Field Guide Vol. 245
Since 1970, environmentalists have celebrated Earth Day every April 22. The early environmental movement in the US was born in the 1960s, shortly after Rachel Carson's best-selling Silent Spring was published. Inspired by oil spills off the coast of Santa Barbara in 1969, Wisconsin Senator Gaylord Nelson organized the first US Earth Day. In this week's Field Guide more than 50 years later, we're looking globally at reflections on the natural world and the forces that threaten it. Join us as we travel from Nepal to the US and Brazil, where locals are all grappling with environmental changes to their neighborhoods. Celebrate this Earth Day floating through the gorgeous scenery of the Amazon here in this relaxing livestream of the river and rainforest!
Destruction
By Victor Moriyama
BY THE LATE 1990s, 80 percent of all logging in the Amazon was illegal. There were few incentives to replant trees, and this led to a loss of habitat and biodiversity and overhunting of the wildlife. Instead of replanting the trees that were lost, farmers converted some of what remained to agricultural use or as pasture for cattle. Elsewhere, ranchers clear-cut forests to use for cattle grazing by setting fires. Today, cattle ranching accounts for 80 percent of current deforestation throughout the Amazon region. Gold mining has expanded since the early 2000s. Miners dredge rivers and mix liquid mercury with the sediment in order to separate out the gold. But there’s little regulation. Gold mining causes deforestation, and the extraction process pollutes the air and rivers.

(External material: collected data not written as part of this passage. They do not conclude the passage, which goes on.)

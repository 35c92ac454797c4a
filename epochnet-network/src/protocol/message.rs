use epochnet_codec::{
    decode::{self, Decode, Decoder},
    encode::{Encode, Encoder},
};

use super::{Address, Block, CheckpointBeacon, InvVector, Version};

pub type Nonce = u64;

/// Network identifier carried by every message
pub type Magic = u16;

#[derive(Debug, Clone, PartialEq, Eq)]
pub enum Command {
    Version(Version),
    Verack,
    GetPeers,
    Peers(Vec<Address>),
    Ping(Nonce),
    Pong(Nonce),
    Block(Block),
    Inv(Vec<InvVector>),
    GetData(Vec<InvVector>),
    GetBlocks(CheckpointBeacon),
}

impl Command {
    pub fn name(&self) -> &'static str {
        match self {
            Command::Version(_) => "Version",
            Command::Verack => "Verack",
            Command::GetPeers => "GetPeers",
            Command::Peers(_) => "Peers",
            Command::Ping(_) => "Ping",
            Command::Pong(_) => "Pong",
            Command::Block(_) => "Block",
            Command::Inv(_) => "Inv",
            Command::GetData(_) => "GetData",
            Command::GetBlocks(_) => "GetBlocks",
        }
    }
}

const EMPTY_FIELDS: &[&str] = &[];
const PEERS_FIELDS: &[&str] = &["peers"];
const NONCE_FIELDS: &[&str] = &["nonce"];
const INVENTORY_FIELDS: &[&str] = &["inventory"];
const GET_BLOCKS_FIELDS: &[&str] = &["highest_block_checkpoint"];

fn decode_empty(d: &mut Decoder<'_>, name: &'static str) -> Result<(), decode::Error> {
    let t = d.table(name, EMPTY_FIELDS)?;
    t.finish(d)
}

fn decode_single<T: Decode>(
    d: &mut Decoder<'_>,
    name: &'static str,
    fields: &'static [&'static str],
) -> Result<T, decode::Error> {
    let mut t = d.table(name, fields)?;
    let value = t.required(d)?;
    t.finish(d)?;

    Ok(value)
}

impl Encode for Command {
    fn encode(&self, e: &mut Encoder) {
        match self {
            Command::Version(x) => {
                e.tag(0).encode(x);
            }
            Command::Verack => {
                e.tag(1).table(0);
            }
            Command::GetPeers => {
                e.tag(2).table(0);
            }
            Command::Peers(x) => {
                e.tag(3).table(1).encode(x);
            }
            Command::Ping(nonce) => {
                e.tag(4).table(1).u64(*nonce);
            }
            Command::Pong(nonce) => {
                e.tag(5).table(1).u64(*nonce);
            }
            Command::Block(x) => {
                e.tag(6).encode(x);
            }
            Command::Inv(x) => {
                e.tag(7).table(1).encode(x);
            }
            Command::GetData(x) => {
                e.tag(8).table(1).encode(x);
            }
            Command::GetBlocks(x) => {
                e.tag(9).table(1).encode(x);
            }
        }
    }
}

impl Decode for Command {
    fn decode(d: &mut Decoder<'_>) -> Result<Self, decode::Error> {
        let label = d.tag()?;

        match label {
            0 => Ok(Command::Version(d.decode()?)),
            1 => decode_empty(d, "Verack").map(|_| Command::Verack),
            2 => decode_empty(d, "GetPeers").map(|_| Command::GetPeers),
            3 => decode_single(d, "Peers", PEERS_FIELDS).map(Command::Peers),
            4 => decode_single(d, "Ping", NONCE_FIELDS).map(Command::Ping),
            5 => decode_single(d, "Pong", NONCE_FIELDS).map(Command::Pong),
            6 => Ok(Command::Block(d.decode()?)),
            7 => decode_single(d, "Inv", INVENTORY_FIELDS).map(Command::Inv),
            8 => decode_single(d, "GetData", INVENTORY_FIELDS).map(Command::GetData),
            9 => decode_single(d, "GetBlocks", GET_BLOCKS_FIELDS).map(Command::GetBlocks),
            x => Err(decode::Error::unknown_variant("Command", x)),
        }
    }
}

/// Envelope of everything exchanged between peers
#[derive(Debug, Clone, PartialEq, Eq)]
pub struct Message {
    pub magic: Magic,
    pub command: Command,
}

impl Message {
    pub fn new(magic: Magic, command: Command) -> Self {
        Self { magic, command }
    }

    /// Reads the network id without touching the rest of the message
    pub fn peek_magic(bytes: &[u8]) -> Result<Magic, decode::Error> {
        Decoder::new(bytes).u16()
    }
}

impl Encode for Message {
    fn encode(&self, e: &mut Encoder) {
        e.u16(self.magic).encode(&self.command);
    }
}

impl Decode for Message {
    fn decode(d: &mut Decoder<'_>) -> Result<Self, decode::Error> {
        let magic = d.u16()?;
        let command = d.decode()?;

        Ok(Self { magic, command })
    }
}

#[cfg(test)]
pub(crate) mod tests {
    use super::*;
    use crate::protocol::{block::tests::sample_block, Hash, InvType};
    use epochnet_codec::{from_slice, from_slice_with_limits, to_vec, Limits};
    use std::net::SocketAddr;

    const MAGIC: Magic = 0xc0de;

    fn address(text: &str) -> Address {
        text.parse::<SocketAddr>().unwrap().into()
    }

    pub fn sample_version(nonce: u64) -> Version {
        Version {
            version: 3,
            timestamp: 1_700_000_000,
            capabilities: 1,
            sender_address: address("10.0.0.1:21337"),
            receiver_address: address("[2001:db8::7]:21337"),
            user_agent: "epochnet/0.1".into(),
            last_epoch: 12,
            genesis: Hash::Sha256([7; 32]),
            nonce,
        }
    }

    fn inventory() -> Vec<InvVector> {
        vec![
            InvVector::block(Hash::Sha256([1; 32])),
            InvVector {
                inv_type: InvType::Tx,
                hash: Hash::Sha256([2; 32]),
            },
        ]
    }

    #[test]
    fn every_command_survives_the_wire() {
        let commands = vec![
            Command::Version(sample_version(5)),
            Command::Verack,
            Command::GetPeers,
            Command::Peers(vec![address("10.0.0.2:1"), address("[::1]:2")]),
            Command::Ping(42),
            Command::Pong(42),
            Command::Block(sample_block(8, 3)),
            Command::Inv(inventory()),
            Command::GetData(inventory()),
            Command::GetBlocks(CheckpointBeacon {
                checkpoint: 8,
                hash_prev_block: Hash::Sha256([3; 32]),
            }),
        ];

        for command in commands {
            let msg = Message::new(MAGIC, command);
            let bytes = to_vec(&msg);

            assert_eq!(Message::peek_magic(&bytes).unwrap(), MAGIC);
            assert_eq!(from_slice::<Message>(&bytes).unwrap(), msg);
        }
    }

    #[test]
    fn unknown_command_tag() {
        let mut e = Encoder::new();
        e.u16(MAGIC).tag(10).table(0);

        let err = from_slice::<Message>(&e.into_inner()).unwrap_err();

        assert_eq!(
            err,
            decode::Error::UnknownVariant {
                union: "Command",
                tag: 10
            }
        );
    }

    #[test]
    fn version_without_user_agent() {
        let v = sample_version(1);

        // every bit set except the one for user_agent
        let mask: u16 = 0b1_1101_1111;

        let mut e = Encoder::new();
        e.u16(MAGIC)
            .tag(0)
            .u16(mask)
            .u32(v.version)
            .i64(v.timestamp)
            .u64(v.capabilities)
            .encode(&v.sender_address)
            .encode(&v.receiver_address)
            .u32(v.last_epoch)
            .encode(&v.genesis)
            .u64(v.nonce);

        let err = from_slice::<Message>(&e.into_inner()).unwrap_err();

        assert_eq!(
            err,
            decode::Error::MissingRequiredField {
                table: "Version",
                field: "user_agent"
            }
        );
    }

    #[test]
    fn peers_over_limit_is_rejected_before_materializing() {
        let limits = Limits {
            max_sequence_len: 10,
            ..Limits::default()
        };

        // a count far beyond the limit and no elements behind it
        let mut e = Encoder::new();
        e.u16(MAGIC).tag(3).table(1).u32(1_000_000);

        let err = from_slice_with_limits::<Message>(&e.into_inner(), limits).unwrap_err();

        assert!(matches!(
            err,
            decode::Error::ResourceLimitExceeded {
                what: "sequence length",
                actual: 1_000_000,
                limit: 10
            }
        ));
    }

    #[test]
    fn empty_payload_with_fields_is_malformed() {
        let mut e = Encoder::new();
        e.u16(MAGIC).tag(1).u16(0b1);

        let err = from_slice::<Message>(&e.into_inner()).unwrap_err();
        assert!(matches!(err, decode::Error::Malformed(_)));
    }
}
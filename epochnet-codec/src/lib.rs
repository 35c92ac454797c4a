//! Binary encoding shared by every epochnet wire type
//!
//! The format is version-locked:
//!
//! - every multi-byte integer is written **little-endian** with a fixed width;
//! - byte strings, UTF-8 strings and sequences carry a `u32` length prefix;
//! - unions carry a one byte discriminant followed by the variant payload;
//! - tables (structs) carry a `u16` presence mask followed by the present
//!   fields in declaration order. Every field of every table is required.
//!
//! Decoding runs against [`Limits`] so that input coming from untrusted peers
//! can't make us allocate or nest beyond what the node is configured for.

/// Bounded decoder and the decode error taxonomy
pub mod decode;

/// Encoder for the wire format
pub mod encode;

/// Round-trip friendly common helper structs
pub mod utils;

pub use decode::{Decode, Decoder, Limits, Table};
pub use encode::{Encode, Encoder};

pub trait Fragment: Sized + Decode + Encode {}

impl<T> Fragment for T where T: Decode + Encode + Sized {}

/// Encodes a value into a fresh buffer
pub fn to_vec<T: Encode + ?Sized>(value: &T) -> Vec<u8> {
    let mut e = Encoder::new();
    value.encode(&mut e);
    e.into_inner()
}

/// Decodes a complete value using the default [`Limits`]
pub fn from_slice<T: Decode>(bytes: &[u8]) -> Result<T, decode::Error> {
    from_slice_with_limits(bytes, Limits::default())
}

/// Decodes a complete value, failing if any input is left after it
pub fn from_slice_with_limits<T: Decode>(
    bytes: &[u8],
    limits: Limits,
) -> Result<T, decode::Error> {
    let mut d = Decoder::with_limits(bytes, limits)?;
    let value = d.decode()?;
    d.finish()?;

    Ok(value)
}
//! Configuration of an epochnet node
//!
//! ```
//! use epochnet_configs::{loaders, Config, Environment};
//!
//! let partial = loaders::toml::from_str(
//!     r#"
//!     environment = "testnet"
//!
//!     [connections]
//!     outbound_limit = 2
//!     "#,
//! )
//! .unwrap();
//!
//! let config = Config::from_partial(&partial);
//!
//! assert_eq!(config.environment, Environment::Testnet);
//! assert_eq!(config.connections.outbound_limit, 2);
//! ```

pub mod config;
pub mod defaults;
pub mod loaders;

pub use config::{Config, Environment};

The Brazilian photojournalist Victor Moriyama has been documenting the impact of logging, burning, ranching and mining on the Amazon for years. Based in São Paulo, he was part of the New York Times teams that won the George Polk Award for investigative reporting and was a finalist for the Pulitzer Prize for International Reporting in 2022. Moriyama specializes in documenting rural conflicts, the battles to conserve tropical forests, the genocide of Indigenous populations and the impact of climate change.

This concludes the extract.